Hypertext as Dialogue

         My interest in collaboration as an avenue to dialogue--a term which I use here to designate the negotiation of socially constructed meaning by the interaction of multiple voices--was instigated by an exposure to the theory of Mikhail Bakhtin. Although Bakhtin's primary focus was on the novel, his discussions of discourse in the novel, which he identified as either monologic or dialogic, fit nicely within the framework of the composition theories of social constructivism and social-epistemic rhetoric (q. v.Clark, 1990, Phelps, 1988). Additionally, Bakhtin's conflation of written and spoken texts, the "utterance," provides a possible theorization of the nature of hypertext. Bakhtin's approach provides an avenue for Catherine F. Smith's (1994) suggestion in "Hypertextual Thinking" that "[t]alk, theorized as conversation and analyzed as discourse, may provide the models of interaction that we need, in order to improve the design of hypertext systems and to extend the reach of its applications" (p. 281).

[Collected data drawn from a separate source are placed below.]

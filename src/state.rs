use std::sync::Arc;

use crate::{
    auth::{jwt::TokenService, repo::AccountStore},
    config::AppConfig,
    db,
    movies::repo::CatalogStore,
};

#[derive(Clone)]
pub struct AppState {
    pub config: Arc<AppConfig>,
    pub accounts: Arc<dyn AccountStore>,
    pub catalog: Arc<dyn CatalogStore>,
    pub tokens: TokenService,
}

impl AppState {
    pub async fn init(config: AppConfig) -> anyhow::Result<Self> {
        let pool = db::connect(&config).await?;
        db::migrate(&pool).await?;

        let accounts = Arc::new(crate::auth::repo::PgAccountStore::new(pool.clone()))
            as Arc<dyn AccountStore>;
        let catalog =
            Arc::new(crate::movies::repo::PgCatalogStore::new(pool)) as Arc<dyn CatalogStore>;

        Ok(Self::from_parts(Arc::new(config), accounts, catalog))
    }

    pub fn from_parts(
        config: Arc<AppConfig>,
        accounts: Arc<dyn AccountStore>,
        catalog: Arc<dyn CatalogStore>,
    ) -> Self {
        let tokens = TokenService::new(&config.jwt);
        Self {
            config,
            accounts,
            catalog,
            tokens,
        }
    }

    #[cfg(test)]
    pub fn in_memory(config: AppConfig) -> Self {
        use crate::memory::{MemoryAccountStore, MemoryCatalogStore};

        Self::from_parts(
            Arc::new(config),
            Arc::new(MemoryAccountStore::default()),
            Arc::new(MemoryCatalogStore::default()),
        )
    }
}
use axum::{
    extract::{Path, State},
    http::StatusCode,
    routing::{get, post, put},
    Json, Router,
};
use tracing::{info, instrument, warn};
use uuid::Uuid;

use super::{
    dto::{MovieRequest, MoviesResponse},
    repo_types::{Movie, MovieFields},
};
use crate::{
    error::{AppError, AppResult, StoreError},
    state::AppState,
    validation::{ApiJson, Checks},
};

pub fn read_routes() -> Router<AppState> {
    Router::new().route("/movies", get(list_movies))
}

pub fn create_routes() -> Router<AppState> {
    Router::new().route("/movies", post(create_movie))
}

pub fn write_routes() -> Router<AppState> {
    Router::new().route("/movies/:id", put(update_movie).delete(delete_movie))
}

/// Ids that are not UUIDs cannot name a movie.
fn parse_movie_id(raw: &str) -> AppResult<Uuid> {
    Uuid::parse_str(raw).map_err(|_| AppError::NotFound("movie"))
}

fn validated_fields(state: &AppState, body: MovieRequest) -> AppResult<MovieFields> {
    Checks::new()
        .not_blank(&body.title, "title")
        .not_blank(&body.poster_link, "posterLink")
        .not_blank(&body.watch_link, "watchLink")
        .finish(state)?;
    Ok(MovieFields {
        title: body.title.trim().to_string(),
        poster_link: body.poster_link.trim().to_string(),
        watch_link: body.watch_link.trim().to_string(),
    })
}

fn movie_not_found(e: StoreError, id: Uuid) -> AppError {
    match e {
        StoreError::NotFound => {
            warn!(movie_id = %id, "movie not found");
            AppError::NotFound("movie")
        }
        other => other.into(),
    }
}

#[instrument(skip(state))]
pub async fn list_movies(State(state): State<AppState>) -> AppResult<Json<MoviesResponse>> {
    let movies = state.catalog.list_all().await?;
    Ok(Json(MoviesResponse {
        movies_data: movies,
    }))
}

#[instrument(skip(state, body))]
pub async fn create_movie(
    State(state): State<AppState>,
    ApiJson(body): ApiJson<MovieRequest>,
) -> AppResult<(StatusCode, Json<Movie>)> {
    let fields = validated_fields(&state, body)?;
    let movie = state.catalog.create(fields).await?;
    info!(movie_id = %movie.movie_id, title = %movie.title, "movie created");
    Ok((StatusCode::CREATED, Json(movie)))
}

#[instrument(skip(state, body))]
pub async fn update_movie(
    State(state): State<AppState>,
    Path(id): Path<String>,
    ApiJson(body): ApiJson<MovieRequest>,
) -> AppResult<Json<Movie>> {
    let id = parse_movie_id(&id)?;
    let fields = validated_fields(&state, body)?;
    let movie = state
        .catalog
        .update(id, fields)
        .await
        .map_err(|e| movie_not_found(e, id))?;
    info!(movie_id = %movie.movie_id, "movie updated");
    Ok(Json(movie))
}

#[instrument(skip(state))]
pub async fn delete_movie(
    State(state): State<AppState>,
    Path(id): Path<String>,
) -> AppResult<StatusCode> {
    let id = parse_movie_id(&id)?;
    state
        .catalog
        .delete(id)
        .await
        .map_err(|e| movie_not_found(e, id))?;
    info!(movie_id = %id, "movie deleted");
    Ok(StatusCode::NO_CONTENT)
}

I see collaboration as a method of showing students that meaning is socially constructed and that writing is a "form of activity inseparable from the wider social relations between writers and readers [that is] largely unintelligible outside the social purposes and conditions in which [it is] embedded" (Eagleton, 1983, p. 216); Eagleton's definition is, not coincidentally, very similar to Bakhtin's view of dialogue as an action which occurs between self and other--as Michael Holquist describes it, dialogue "expresses the general condition of each speaker's addressivity, the situation of not only being preceded by a language system that is 'always already there,' but preceded as well by all of existence" (1990, p. 61). Because knowledge is socially constructed through the dialogue of language, it is therefore advisable to engage in dialogue with mulitple viewpoints in order to protect against the stagnating effect of homogenous thought (or language); Bakhtin makes this clear in his treatment of heteroglossia.